START Entries shown
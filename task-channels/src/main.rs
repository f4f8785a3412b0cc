// Copyright 2025 Umberto Gotti <umberto.gotti@umbertogotti.dev>
// Licensed under the Apache License, Version 2.0
// http://www.apache.org/licenses/LICENSE-2.0

use clap::{Parser, ValueEnum};
use phrase_search_core::aggregator::AggregationStrategy;
use phrase_search_core::config::Config;
use phrase_search_core::error::Result;
use phrase_search_core::logging;
use phrase_search_core::partitioner::PartitionStrategy;
use phrase_search_core::report::SearchReport;
use phrase_search_core::sequential::search_sequential;
use phrase_search_task_channels::ChannelCluster;
use phrase_search_word_count::FileWordCounter;
use std::process::ExitCode;
use std::time::Instant;
use tracing::info;

#[derive(Clone, Copy, ValueEnum)]
enum Partitioning {
    Column,
    FileRange,
}

impl From<Partitioning> for PartitionStrategy {
    fn from(value: Partitioning) -> Self {
        match value {
            Partitioning::Column => PartitionStrategy::Column,
            Partitioning::FileRange => PartitionStrategy::FileRange,
        }
    }
}

#[derive(Clone, Copy, ValueEnum)]
enum Aggregation {
    SumReduce,
    Collect,
}

impl From<Aggregation> for AggregationStrategy {
    fn from(value: Aggregation) -> Self {
        match value {
            Aggregation::SumReduce => AggregationStrategy::SumReduce,
            Aggregation::Collect => AggregationStrategy::Collect,
        }
    }
}

#[derive(Clone, Copy, Default, ValueEnum)]
enum Format {
    #[default]
    Text,
    Json,
}

/// Count the words of a phrase across files with a static group of nodes
#[derive(Parser)]
#[command(name = "phrase-search", author, version, about, long_about = None)]
struct Cli {
    /// JSON config file; command-line flags override its values
    #[arg(long)]
    config: Option<String>,

    /// Number of nodes in the group, coordinator included
    #[arg(short, long)]
    nodes: Option<usize>,

    #[arg(long, value_enum)]
    partitioning: Option<Partitioning>,

    #[arg(long, value_enum)]
    aggregation: Option<Aggregation>,

    /// Print the per-term counts under each file
    #[arg(long)]
    breakdown: bool,

    #[arg(long, value_enum, default_value_t = Format::Text)]
    format: Format,

    /// Count on a single node without the group protocol
    #[arg(long)]
    sequential: bool,

    /// Search phrase; terms are separated by whitespace
    phrase: String,

    /// Files to search, reported in this order
    files: Vec<String>,
}

impl Cli {
    fn resolve_config(&self) -> Result<Config> {
        let mut config = match &self.config {
            Some(path) => Config::load(path)?,
            None => Config::default(),
        };
        if let Some(nodes) = self.nodes {
            config.num_nodes = nodes;
        }
        if let Some(partitioning) = self.partitioning {
            config.partitioning = partitioning.into();
        }
        if let Some(aggregation) = self.aggregation {
            config.aggregation = aggregation.into();
        }
        config.validate()?;
        Ok(config)
    }
}

async fn run(cli: Cli) -> Result<String> {
    let config = cli.resolve_config()?;
    let counter = FileWordCounter::new(config.max_token_length);

    let report: SearchReport = if cli.sequential {
        search_sequential(&config, &counter, &cli.phrase, cli.files.clone())?
    } else {
        ChannelCluster::new(config, counter)
            .run(&cli.phrase, cli.files.clone())
            .await?
    };

    match cli.format {
        Format::Text => Ok(report.render_text(cli.breakdown)),
        Format::Json => Ok(format!("{}\n", report.to_json()?)),
    }
}

#[tokio::main]
async fn main() -> ExitCode {
    logging::init_with_default("warn");
    let start_time = Instant::now();
    let cli = match Cli::try_parse() {
        Ok(cli) => cli,
        Err(err) => {
            let _ = err.print();
            // Usage errors share the exit code of every other failure
            return if err.use_stderr() {
                ExitCode::FAILURE
            } else {
                ExitCode::SUCCESS
            };
        }
    };

    match run(cli).await {
        Ok(output) => {
            print!("{}", output);
            info!(elapsed_ms = start_time.elapsed().as_millis() as u64, "search complete");
            ExitCode::SUCCESS
        }
        Err(err) => {
            eprintln!("error: {}", err);
            ExitCode::FAILURE
        }
    }
}
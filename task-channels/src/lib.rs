// Copyright 2025 Umberto Gotti <umberto.gotti@umbertogotti.dev>
// Licensed under the Apache License, Version 2.0
// http://www.apache.org/licenses/LICENSE-2.0

pub mod channel_cluster;
pub mod channel_status_sender;
pub mod channel_work_receiver;
pub mod channel_work_sender;
pub mod channel_worker_synchronization;
pub mod token_abort_signal;
pub mod tokio_runtime;

pub use channel_cluster::ChannelCluster;
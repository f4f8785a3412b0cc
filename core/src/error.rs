// Copyright 2025 Umberto Gotti <umberto.gotti@umbertogotti.dev>
// Licensed under the Apache License, Version 2.0
// http://www.apache.org/licenses/LICENSE-2.0

use std::io;
use thiserror::Error;

pub type Result<T> = std::result::Result<T, SearchError>;

/// Every way a search run can fail. Any of these aborts the whole node group.
#[derive(Debug, Error)]
pub enum SearchError {
    /// Bad phrase, file list or settings; detected before any node does work
    #[error("configuration error: {0}")]
    Configuration(String),

    #[error("failed to read config file '{path}': {source}")]
    ConfigLoad {
        path: String,
        #[source]
        source: io::Error,
    },

    #[error("serialization error: {0}")]
    Serialization(#[from] serde_json::Error),

    /// A node could not open or read one of its assigned files
    #[error("cannot access file '{path}': {source}")]
    FileAccess {
        path: String,
        #[source]
        source: io::Error,
    },

    /// A received buffer disagrees with the size announced for it
    #[error("protocol size mismatch for {what}: announced {expected}, received {actual}")]
    ProtocolSizeMismatch {
        what: String,
        expected: usize,
        actual: usize,
    },

    #[error("protocol violation: {0}")]
    Protocol(String),

    /// Cell (file, word) was left unset or written by more than one node
    #[error("cell (file {file}, word {word}) written {writes} times, expected exactly once")]
    CoverageViolation {
        file: usize,
        word: usize,
        writes: usize,
    },

    #[error("node {rank} panicked while counting")]
    NodePanicked { rank: usize },

    #[error("peer disconnected: {0}")]
    Disconnected(String),

    /// The shared abort signal fired because some other participant failed
    #[error("run aborted by a peer")]
    Aborted,
}

impl SearchError {
    pub fn size_mismatch(what: impl Into<String>, expected: usize, actual: usize) -> Self {
        SearchError::ProtocolSizeMismatch {
            what: what.into(),
            expected,
            actual,
        }
    }

    /// True for the secondary error seen by nodes that merely observed an abort
    pub fn is_secondary(&self) -> bool {
        matches!(self, SearchError::Aborted)
    }
}
// Copyright 2025 Umberto Gotti <umberto.gotti@umbertogotti.dev>
// Licensed under the Apache License, Version 2.0
// http://www.apache.org/licenses/LICENSE-2.0

use crate::error::{Result, SearchError};
use serde::{Deserialize, Serialize};

/// Dimensions of the result: one row per file, one column per search term
#[derive(Debug, Clone, Copy, PartialEq, Eq, Hash, Serialize, Deserialize)]
pub struct MatrixShape {
    pub files: usize,
    pub words: usize,
}

/// One (file, word) pair, addressed by row and column index
#[derive(Debug, Clone, Copy, PartialEq, Eq, Hash, PartialOrd, Ord, Serialize, Deserialize)]
pub struct WorkItem {
    pub file: usize,
    pub word: usize,
}

impl MatrixShape {
    pub fn new(files: usize, words: usize) -> Self {
        Self { files, words }
    }

    pub fn cells(&self) -> usize {
        self.files * self.words
    }

    /// Row-major offset of an item
    pub fn index(&self, item: WorkItem) -> usize {
        item.file * self.words + item.word
    }

    pub fn item_at(&self, index: usize) -> WorkItem {
        WorkItem {
            file: index / self.words,
            word: index % self.words,
        }
    }
}

/// Dense files x words table of occurrence counts
#[derive(Debug, Clone, PartialEq, Eq, Serialize, Deserialize)]
pub struct CountMatrix {
    shape: MatrixShape,
    cells: Vec<u64>,
}

impl CountMatrix {
    pub fn zeroed(shape: MatrixShape) -> Self {
        Self {
            shape,
            cells: vec![0; shape.cells()],
        }
    }

    pub fn from_cells(shape: MatrixShape, cells: Vec<u64>) -> Result<Self> {
        if cells.len() != shape.cells() {
            return Err(SearchError::size_mismatch(
                "count matrix",
                shape.cells(),
                cells.len(),
            ));
        }
        Ok(Self { shape, cells })
    }

    pub fn shape(&self) -> MatrixShape {
        self.shape
    }

    pub fn cells(&self) -> &[u64] {
        &self.cells
    }

    pub fn get(&self, file: usize, word: usize) -> u64 {
        self.cells[self.shape.index(WorkItem { file, word })]
    }

    pub fn row(&self, file: usize) -> &[u64] {
        let start = file * self.shape.words;
        &self.cells[start..start + self.shape.words]
    }

    /// Occurrences of all terms in one file
    pub fn row_total(&self, file: usize) -> u64 {
        self.row(file).iter().sum()
    }

    /// Occurrences of one term across all files
    pub fn column_total(&self, word: usize) -> u64 {
        (0..self.shape.files).map(|file| self.get(file, word)).sum()
    }

    pub fn total(&self) -> u64 {
        self.cells.iter().sum()
    }

    pub(crate) fn add_assign(&mut self, other: &[u64]) {
        for (cell, value) in self.cells.iter_mut().zip(other) {
            *cell += value;
        }
    }
}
END Entries shown
Directions for this task: Copy out each line of the data that has the word "info" in it.

Reply to the exercise:
use tracing::info;
            info!(elapsed_ms = start_time.elapsed().as_millis() as u64, "search complete");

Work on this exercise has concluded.